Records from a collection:
_ _ _

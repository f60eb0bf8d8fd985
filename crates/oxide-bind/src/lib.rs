//! # oxide-bind
//!
//! A database-agnostic SQL statement builder whose compiled queries can be
//! re-bound cheaply.
//!
//! A statement is described once, compiled once into SQL text with `?`
//! placeholders, and then executed any number of times. Values that change
//! between executions are written as named [`ValueToken`]s; each execution
//! only resolves those names against the current values.
//!
//! This crate provides:
//! - SELECT with joins, GROUP BY, ORDER BY and three pagination grammars
//!   (`LIMIT ? OFFSET ?`, `LIMIT ?, ?` and an Oracle `ROWNUM` wrapper)
//! - INSERT, UPDATE and DELETE on the same condition compiler
//! - Statement objects that compile lazily and cache the result
//! - Loading statement descriptions from JSON
//!
//! ## Compile once, bind many times
//!
//! ```rust
//! use oxide_bind::builder::{col, Select};
//! use oxide_bind::{token, QueryContext, SqlValue, Statement};
//!
//! let spec = Select::new()
//!     .fields(&["id", "name"])
//!     .from("users")
//!     .where_clause(col("team_id").eq(token("team")))
//!     .order_by(&["name"])
//!     .limit(25)
//!     .into_spec();
//! let stmt = Statement::new(QueryContext::default(), spec);
//!
//! assert_eq!(
//!     stmt.sql().unwrap(),
//!     "SELECT \"id\", \"name\" FROM \"users\" WHERE \"team_id\" = ? ORDER BY \"name\" LIMIT ?"
//! );
//! let binds = stmt.resolve(&[("team", SqlValue::Int(7))]).unwrap();
//! assert_eq!(binds, vec![SqlValue::Int(7), SqlValue::Int(25)]);
//! ```
//!
//! ## SQL Injection Prevention
//!
//! Values never reach the SQL text; they are always bound:
//!
//! ```rust
//! use oxide_bind::builder::{col, Select};
//! use oxide_bind::QueryContext;
//!
//! let user_input = "'; DROP TABLE users; --";
//! let (sql, binds) = Select::new()
//!     .fields(&["id"])
//!     .from("users")
//!     .where_clause(col("name").eq(user_input))
//!     .build(&QueryContext::default())
//!     .unwrap();
//!
//! assert_eq!(sql, "SELECT \"id\" FROM \"users\" WHERE \"name\" = ?");
//! assert_eq!(binds.len(), 1);
//! ```

pub mod builder;
pub mod context;
pub mod dialect;
pub mod error;
pub mod json;
pub mod resolver;
pub mod value;

pub use builder::{
    col, Condition, Delete, Insert, Join, Select, SelectSpec, SelectStatement, Statement,
    TableRef, Update,
};
pub use context::{ContextConfig, QueryContext};
pub use dialect::{dialect_by_name, Dialect, LimitDialect};
pub use error::{BuildError, ConfigError, Error, ResolveError, Result};
pub use json::StatementDescription;
pub use resolver::{CompiledQuery, ValueSource};
pub use value::{token, Bind, IntoBind, SqlValue, ToSqlValue, ValueToken};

_ _ _

Your objective :: Starting at the first line of the records, print each line exactly, stopping after the line that contains "same condition compiler".

Finished exercise ::
repository f60eb0bf8d8fd985
filename crates/oxide-bind/src/lib.rs
//! # oxide-bind
//!
//! A database-agnostic SQL statement builder whose compiled queries can be
//! re-bound cheaply.
//!
//! A statement is described once, compiled once into SQL text with `?`
//! placeholders, and then executed any number of times. Values that change
//! between executions are written as named [`ValueToken`]s; each execution
//! only resolves those names against the current values.
//!
//! This crate provides:
//! - SELECT with joins, GROUP BY, ORDER BY and three pagination grammars
//!   (`LIMIT ? OFFSET ?`, `LIMIT ?, ?` and an Oracle `ROWNUM` wrapper)
//! - INSERT, UPDATE and DELETE on the same condition compiler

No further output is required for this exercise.